In his book- The Rise and Fall of Nations, Ruchir Sharma writes:

‘In recent years it became fashionable to argue that location no longer matters, because the internet makes it possible to provide services from anywhere. But physical goods still make up the bulk of global trade flows, and location still matters for companies that want to be close to their customers and suppliers.’

Some of you may argue that physical goods will not constitute a majority of trade flows in the near future where trade will mostly constitute IT based service sector transactions; and that’s when we will see intelligent people leaving cities along with their businesses for small towns. You would then be wrong. Again. Later in the book, Ruchir Sharma writes this:

‘Today the internet is making geography irrelevant neither for manufacturing industries nor for service industries. People still meet face to face in order to manage and build service companies that provide everything from internet search engines to cargo logistics, and new companies in these industries typically set up in the same town to tap the same expert talent pool. The result is the rise of cities with a cluster of companies and talent in a specific service niche.’
‘In South Korea, Busan continues to thrive as the nation’s leading port and as a regional hub for logistics service companies. In the Philippines, Manila has been rising for some time as as a major global provider of back office services, and now that business is spilling over to its satellite cities, including Quezon and Caloocan. Dubai continues to build on its dual role as a major port moving oil and other goods and as a service hub for the Middle East.’

To the above list, I would add- Bangalore continues to thrive as India’s leading education hub and as a hub for R&D, IT-BPO companies; Mumbai continues to thrive as the city whose professionals arrange financing for mega projects across India and Kolkata for producing intellectuals who fill our history textbooks with crap.

In short, cities will NOT become small. Businesses and intelligent people will NOT move to compact cities. Most of India’s megacities will keep getting bigger. (I’m not saying that there is no future for second cities and therefore we should ignore them. They are a very integral part of the modern economy and need to be accorded that status. That discussion is for another post). Our planners and urban administrators need to imbibe this very basic fact when they are managing our cities. In my opinion, amongst these planners and urban administrators, the ones that need to learn this lesson the most are – public transport officials.

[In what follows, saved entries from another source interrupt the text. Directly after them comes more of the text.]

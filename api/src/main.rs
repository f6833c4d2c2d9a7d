use std::net::SocketAddr;
use std::process::ExitCode;
use std::sync::Arc;

use axum::routing::get;
use axum::{Json, Router};
use chrono::TimeDelta;
use serde::Serialize;
use sqlx::postgres::PgPoolOptions;
use tower::ServiceBuilder;
use tower_http::trace::TraceLayer;
use tracing_subscriber::{layer::SubscriberExt, util::SubscriberInitExt};
use utoipa::OpenApi;

use funnel_core::funnel::Funnel;
use funnel_core::launch::LaunchVerifier;

mod auth;
mod bot;
mod config;
mod deals;
mod error;
mod extract;
mod middleware;
mod routes;
mod state;
mod store;
mod supervisor;

use bot::{Bot, LaunchButton, TelegramTransport, TransportError};
use config::Config;
use deals::{CreationLimiter, DealService};
use store::PgStore;
use supervisor::{Shutdown, Supervisor, SupervisorError};

const LAUNCH_BUTTON_TEXT: &str = "Open deals";

#[derive(OpenApi)]
#[openapi(
    info(
        title = "Deal Funnel API",
        version = "0.1.0",
        description = "Sales pipeline for Telegram agents. Authenticate with the WebApp launch data: 'Authorization: tma <initData>'."
    ),
    paths(
        routes::health::health_check,
        routes::funnel::list_stages,
        routes::deals::list_deals,
        routes::deals::create_deal,
        routes::deals::update_status,
        routes::deals::toggle_checklist,
    ),
    components(schemas(
        HealthResponse,
        funnel_core::error::ApiError,
        funnel_core::funnel::Stage,
        funnel_core::deals::Deal,
        funnel_core::deals::ChecklistItem,
        funnel_core::deals::CreateDealRequest,
        funnel_core::deals::UpdateStatusRequest,
        funnel_core::deals::ToggleChecklistRequest,
    )),
    modifiers(&SecurityAddon)
)]
struct ApiDoc;

struct SecurityAddon;

impl utoipa::Modify for SecurityAddon {
    fn modify(&self, openapi: &mut utoipa::openapi::OpenApi) {
        let components = openapi.components.get_or_insert_with(Default::default);
        components.add_security_scheme(
            "launch_auth",
            utoipa::openapi::security::SecurityScheme::ApiKey(
                utoipa::openapi::security::ApiKey::Header(
                    utoipa::openapi::security::ApiKeyValue::with_description(
                        "Authorization",
                        "tma <initData>",
                    ),
                ),
            ),
        );
    }
}

#[derive(Serialize, utoipa::ToSchema)]
pub struct HealthResponse {
    pub status: String,
    pub version: String,
}

#[derive(Debug, thiserror::Error)]
enum StartupError {
    #[error("failed to connect to database: {0}")]
    Database(#[from] sqlx::Error),
    #[error("LAUNCH_MAX_AGE_SECS is out of range")]
    LaunchMaxAge,
    #[error("failed to build Bot API client: {0}")]
    Transport(#[from] TransportError),
    #[error("failed to bind {addr}: {source}")]
    Bind {
        addr: SocketAddr,
        source: std::io::Error,
    },
    #[error(transparent)]
    Supervisor(#[from] SupervisorError),
}

/// The full HTTP surface over `state`.
pub fn app(state: state::AppState) -> Router {
    Router::new()
        .route("/api-doc/openapi.json", get(openapi_json))
        .merge(routes::health::router())
        .merge(routes::funnel::router())
        .merge(routes::deals::router())
        .layer(
            ServiceBuilder::new()
                .layer(TraceLayer::new_for_http())
                .layer(middleware::cors::build_cors_layer()),
        )
        .with_state(state)
}

async fn openapi_json() -> Json<utoipa::openapi::OpenApi> {
    Json(ApiDoc::openapi())
}

#[tokio::main]
async fn main() -> ExitCode {
    // Load .env if present (dev only)
    let _ = dotenvy::dotenv();

    // Structured JSON logging
    tracing_subscriber::registry()
        .with(
            tracing_subscriber::EnvFilter::try_from_default_env()
                .unwrap_or_else(|_| "funnel_api=debug,tower_http=debug".into()),
        )
        .with(tracing_subscriber::fmt::layer().json())
        .init();

    // Configuration errors abort before anything binds.
    let config = match Config::from_env() {
        Ok(config) => config,
        Err(err) => {
            tracing::error!(error = %err, "invalid configuration");
            return ExitCode::FAILURE;
        }
    };
    tracing::debug!(?config, "configuration loaded");

    match run(config).await {
        Ok(()) => {
            tracing::info!("shut down cleanly");
            ExitCode::SUCCESS
        }
        Err(err) => {
            tracing::error!(error = %err, "fatal error");
            ExitCode::FAILURE
        }
    }
}

async fn run(config: Config) -> Result<(), StartupError> {
    let pool = PgPoolOptions::new()
        .max_connections(config.db_max_connections)
        .connect(&config.database_url)
        .await?;
    let store = Arc::new(PgStore::new(pool));

    let mut supervisor = Supervisor::new(config.shutdown_grace);
    supervisor.apply_schema(store.apply_schema()).await?;

    let max_age = config
        .launch_max_age
        .map(TimeDelta::from_std)
        .transpose()
        .map_err(|_| StartupError::LaunchMaxAge)?;

    let funnel = Arc::new(Funnel::default());
    let app_state = state::AppState {
        store: store.clone(),
        deals: Arc::new(DealService::new(
            store.clone(),
            funnel,
            CreationLimiter::default(),
        )),
        verifier: Arc::new(LaunchVerifier::new(&config.bot_token, max_age)),
    };

    let bot = Bot::new(
        Arc::new(TelegramTransport::new(&config.bot_token)?),
        store,
        LaunchButton {
            text: LAUNCH_BUTTON_TEXT.to_string(),
            url: config.webapp_url.clone(),
        },
    );

    let addr = SocketAddr::from(([0, 0, 0, 0], config.port));
    let listener = tokio::net::TcpListener::bind(addr)
        .await
        .map_err(|source| StartupError::Bind { addr, source })?;
    tracing::info!("Deal Funnel API listening on {}", addr);

    let app = app(app_state);
    let outcome = supervisor
        .run(
            move |shutdown| bot.run(shutdown),
            move |shutdown| async move {
                axum::serve(listener, app)
                    .with_graceful_shutdown(stop_signal(shutdown))
                    .await
            },
        )
        .await;
    tracing::info!(phase = ?supervisor.phase(), ok = outcome.is_ok(), "supervisor finished");
    outcome?;
    Ok(())
}

/// Resolves on SIGINT, SIGTERM (unix) or supervisor cancellation.
async fn stop_signal(mut shutdown: Shutdown) {
    let ctrl_c = async {
        if let Err(err) = tokio::signal::ctrl_c().await {
            tracing::warn!(error = %err, "failed to listen for ctrl-c");
            std::future::pending::<()>().await;
        }
    };

    #[cfg(unix)]
    let terminate = async {
        match tokio::signal::unix::signal(tokio::signal::unix::SignalKind::terminate()) {
            Ok(mut signal) => {
                signal.recv().await;
            }
            Err(err) => {
                tracing::warn!(error = %err, "failed to listen for SIGTERM");
                std::future::pending::<()>().await;
            }
        }
    };

    #[cfg(not(unix))]
    let terminate = std::future::pending::<()>();

    tokio::select! {
        _ = ctrl_c => tracing::info!("received ctrl-c; shutting down"),
        _ = terminate => tracing::info!("received SIGTERM; shutting down"),
        _ = shutdown.cancelled() => tracing::info!("shutdown requested by supervisor"),
    }
}

#[cfg(test)]
mod tests {
    use axum::body::Body;
    use axum::http::{Request, StatusCode};
    use tower::ServiceExt;

    use crate::routes::deals::tests::fixture;

    #[tokio::test]
    async fn openapi_document_lists_deal_routes() {
        let fx = fixture().await;
        let response = fx
            .app()
            .oneshot(
                Request::builder()
                    .uri("/api-doc/openapi.json")
                    .body(Body::empty())
                    .expect("request should build"),
            )
            .await
            .expect("request should succeed");
        assert_eq!(response.status(), StatusCode::OK);

        let bytes = axum::body::to_bytes(response.into_body(), usize::MAX)
            .await
            .unwrap();
        let doc: serde_json::Value = serde_json::from_slice(&bytes).unwrap();
        assert!(doc["paths"]["/api/deals"]["post"].is_object());
        assert!(doc["paths"]["/api/deals/{id}/status"]["post"].is_object());
        assert!(doc["components"]["securitySchemes"]["launch_auth"].is_object());
    }
}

A few months ago, St Srikanth of Depot (Srikanth) and I had a chance to interact with officials of BMRCL (Bangalore Metro Rail Corporation Limited) and BMTC (Bangalore Metropolitan Transport Corporation). Almost every second conversation we had with a management level employee revealed their deep discomfort about private operated public transport facilities. Before these conversations, I admit to having hoped that public transport officials would recognize that government ownership of public transport infrastructure and the legal monopoly over these operations would increasingly lead to very bad transportation outcomes. Those hopes were dashed after the above mentioned conversation. I realized that these buggers are going to sit on their arses, wait for their retirement and meanwhile prevent and/or harass tech enabled transportation systems like Uber, Ola and ZipGo and oppose private entry into the business in the traditional forms.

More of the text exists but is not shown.